On the following day, the twentieth of December, nearly all the people in the village of Bauang confessed and received communion, most of those who had taken part in the murder of the Spaniard Juan de Silva doing penance—especially the headman, who, as he had a very quiet and peaceable disposition, had been constrained by fear of Gumapos to assist in such a crime. The fathers were greatly edified by the Christian spirit of the Indians, which is so great in this province of Ilocos. Father Fray Luís pursued his journey to Lamianán, accompanied by a native named Don Dionisio Maricdín—a friendly act which no other Indian is known to have performed on that occasion, as being disobedient to the orders of “Conde” Don Pedro Gumapos, of whom all had conceived so great fear. For this service he was afterward rewarded by General Sebastián Rayo Doria, who made the said Don Dionisio Maricdín sargento-mayor of the villages of Aringuey, Bauang, and Agoo, on July 5, 1661. Father Fray Luís reached the bar of Purao, and found there Alférez Lorenzo Arqueros, alguazil-mayor and deputy of the alcalde-mayor of the province of Ilocos; he had come with a troop of Indians from that province to set free the fathers, Fray Bernardino and Fray Luís, from the power of the Zambals. They all came to Bagnotán, from which place they notified father Fray Bernardino, who was in Bauang.

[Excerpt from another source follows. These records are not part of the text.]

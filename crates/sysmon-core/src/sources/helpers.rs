//! Shared low-level helpers for metric sources: sysfs/procfs reads and
//! bounded external command execution.

use std::io::Read;
#[cfg(target_os = "linux")]
use std::path::Path;
use std::process::Stdio;
use std::time::{Duration, Instant};

// ---------------------------------------------------------------------------
// sysfs / procfs
// ---------------------------------------------------------------------------

#[cfg(target_os = "linux")]
pub fn read_trimmed(path: &Path) -> Option<String> {
    let raw = std::fs::read_to_string(path).ok()?;
    let v = raw.trim();
    if v.is_empty() {
        None
    } else {
        Some(v.to_string())
    }
}

#[cfg(target_os = "linux")]
pub fn read_first_f64(path: &Path) -> Option<f64> {
    std::fs::read_to_string(path)
        .ok()
        .and_then(|s| s.split_whitespace().next().and_then(|v| v.parse().ok()))
}

/// Whole-disk block devices only; partitions and virtual devices would double
/// count IO already attributed to their parent.
pub fn is_likely_disk_device(name: &str) -> bool {
    if name.starts_with("loop")
        || name.starts_with("ram")
        || name.starts_with("dm-")
        || name.starts_with("md")
        || name.starts_with("zram")
        || name.starts_with("sr")
        || name.starts_with("fd")
        || name.starts_with("nbd")
    {
        return false;
    }
    if name.starts_with("nvme") {
        return !name.contains('p');
    }
    if name.starts_with("mmcblk") {
        return !name.contains('p');
    }
    !name.chars().last().is_some_and(|c| c.is_ascii_digit())
}

// ---------------------------------------------------------------------------
// External commands
// ---------------------------------------------------------------------------

/// Captured result of a finished command.
#[derive(Debug, Clone)]
pub struct CommandOutput {
    pub success: bool,
    pub stdout: String,
    pub stderr: String,
}

/// Run `cmd` with `args`, killing it once `timeout` elapses.
///
/// A missing binary surfaces as [`std::io::ErrorKind::NotFound`], a timeout as
/// [`std::io::ErrorKind::TimedOut`].
pub fn run_command(cmd: &str, args: &[&str], timeout: Duration) -> std::io::Result<CommandOutput> {
    let mut child = std::process::Command::new(cmd)
        .args(args)
        .stdin(Stdio::null())
        .stdout(Stdio::piped())
        .stderr(Stdio::piped())
        .spawn()?;

    let start = Instant::now();
    loop {
        match child.try_wait()? {
            Some(status) => {
                let mut stdout = Vec::new();
                if let Some(mut pipe) = child.stdout.take() {
                    pipe.read_to_end(&mut stdout)?;
                }
                let mut stderr = Vec::new();
                if let Some(mut pipe) = child.stderr.take() {
                    pipe.read_to_end(&mut stderr)?;
                }
                return Ok(CommandOutput {
                    success: status.success(),
                    stdout: String::from_utf8_lossy(&stdout).trim().to_string(),
                    stderr: String::from_utf8_lossy(&stderr).trim().to_string(),
                });
            }
            None => {
                if start.elapsed() >= timeout {
                    let _ = child.kill();
                    let _ = child.wait();
                    return Err(std::io::Error::new(
                        std::io::ErrorKind::TimedOut,
                        format!("{cmd} did not finish within {}ms", timeout.as_millis()),
                    ));
                }
                std::thread::sleep(Duration::from_millis(5));
            }
        }
    }
}

#[cfg(test)]
mod tests {
    use super::*;

    #[test]
    fn disk_device_filter() {
        assert!(is_likely_disk_device("sda"));
        assert!(is_likely_disk_device("nvme0n1"));
        assert!(is_likely_disk_device("mmcblk0"));
        assert!(is_likely_disk_device("vdb"));
        assert!(!is_likely_disk_device("sda1"));
        assert!(!is_likely_disk_device("nvme0n1p2"));
        assert!(!is_likely_disk_device("mmcblk0p1"));
        assert!(!is_likely_disk_device("loop3"));
        assert!(!is_likely_disk_device("dm-0"));
        assert!(!is_likely_disk_device("zram0"));
    }

    #[test]
    fn missing_command_is_not_found() {
        let err = run_command(
            "sysmon-definitely-not-a-real-binary",
            &[],
            Duration::from_millis(200),
        )
        .unwrap_err();
        assert_eq!(err.kind(), std::io::ErrorKind::NotFound);
    }

    #[cfg(unix)]
    #[test]
    fn captures_stdout() {
        let out = run_command("echo", &["hello"], Duration::from_secs(5)).unwrap();
        assert!(out.success);
        assert_eq!(out.stdout, "hello");
    }

    #[cfg(unix)]
    #[test]
    fn slow_command_times_out() {
        let err = run_command("sleep", &["5"], Duration::from_millis(50)).unwrap_err();
        assert_eq!(err.kind(), std::io::ErrorKind::TimedOut);
    }
}
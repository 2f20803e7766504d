//! CLI for sysmon — watch your host for a while, then read the report.

mod commands;

use clap::{Parser, Subcommand};
use std::time::Duration;

use commands::parse_duration;

#[derive(Parser)]
#[command(name = "sysmon")]
#[command(about = "sysmon — sample CPU, memory, disk, network and GPU usage over time")]
#[command(version = sysmon_core::VERSION)]
struct Cli {
    #[command(subcommand)]
    command: Commands,
}

#[derive(Subcommand)]
enum Commands {
    /// Sample every resource at a fixed interval, then write charts and a report.
    /// Ctrl+C stops early and still writes everything collected so far.
    Run {
        /// Total monitoring time (e.g. "5m", "30s", "1h")
        #[arg(long, default_value = "5m", value_parser = parse_duration)]
        duration: Duration,

        /// Time between samples (e.g. "5s", "500ms")
        #[arg(long, default_value = "5s", value_parser = parse_duration)]
        interval: Duration,

        /// Directory for chart series, report and history.json
        #[arg(long, default_value = "output")]
        output: String,
    },

    /// Take one snapshot (or a short series) and print it as JSON
    Snapshot {
        /// Number of snapshots to take
        #[arg(long, default_value = "1")]
        count: usize,

        /// Time between snapshots when --count > 1
        #[arg(long, default_value = "1s", value_parser = parse_duration)]
        interval: Duration,

        /// Write JSON to this file instead of stdout
        #[arg(long)]
        output: Option<String>,
    },
}

fn main() {
    env_logger::Builder::from_env(env_logger::Env::default().default_filter_or("warn")).init();
    let cli = Cli::parse();

    match cli.command {
        Commands::Run {
            duration,
            interval,
            output,
        } => commands::run::run(duration, interval, &output),
        Commands::Snapshot {
            count,
            interval,
            output,
        } => commands::snapshot::run(count, interval, output.as_deref()),
    }
}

In consequence of the repeated advices of Zambal raids into Ilocos, the alcalde-mayor, Don Alonso de Peralta, called a council of war at Vigan, to provide suitable measures for averting the many dangers which were threatening the province. At this council were present the bishop of Nueva Segovia, Don Fray Rodrigo de Cárdenas, the father visitor Fray Juan de Isla, and all the Spaniards; and it was decided that the alcalde-mayor should go in person to the succor of those districts infested by Zambals, accompanied by father Fray Gonzalo de la Palma and father Fray José Polanco.[42] The lord bishop was to remain in Vigan, in company with father Fray Juan de Isla, with the charge of sending a troop of Ilocan and Cagayan Indians who were being levied, and of taking such other measures as might prove desirable. In order to render aid and confront the Zambals as quickly as possible, the alcalde-mayor sent ahead Alférez Lorenzo Arqueros, with such men as could be collected in so short a time; and soon Don Alonso de Peralta followed him, [with troops] lightly equipped [a la ligera], accompanied by the two fathers, Fray Gonzalo and Fray José, as far as Namacpacán, the first village of the province of Ilocos.

I have already related how father Fray Bernardino Márquez had remained at Bauang, where he received notice of the arrival of Lorenzo Arqueros at Bagnotán for the succor of those districts; and at the same time he had very accurate information that the Zambals were planning to make a second raid on the province of Ilocos. He immediately warned Lorenzo Arqueros of this, who was still at Bagnotán—asking that officer to go down to Bauang, if he thought it best, that he might from a nearer station check the designs of the Zambals. Father Fray Bernardino continued to receive reliable advices of the coming of the Zambals, and on that account decided one night to leave Bauang in a boat, with six Indians as a guard, to go in search of Lorenzo Arqueros. At the cost of much hardship the father found him near the visita of Dalangdang, on his march toward Bauang; the father joined the troop of Lorenzo Arqueros, and they continued the march to Bauang. They arrived there at daybreak, but found the village without inhabitants, because for fear of the Zambals they had fled to the woods.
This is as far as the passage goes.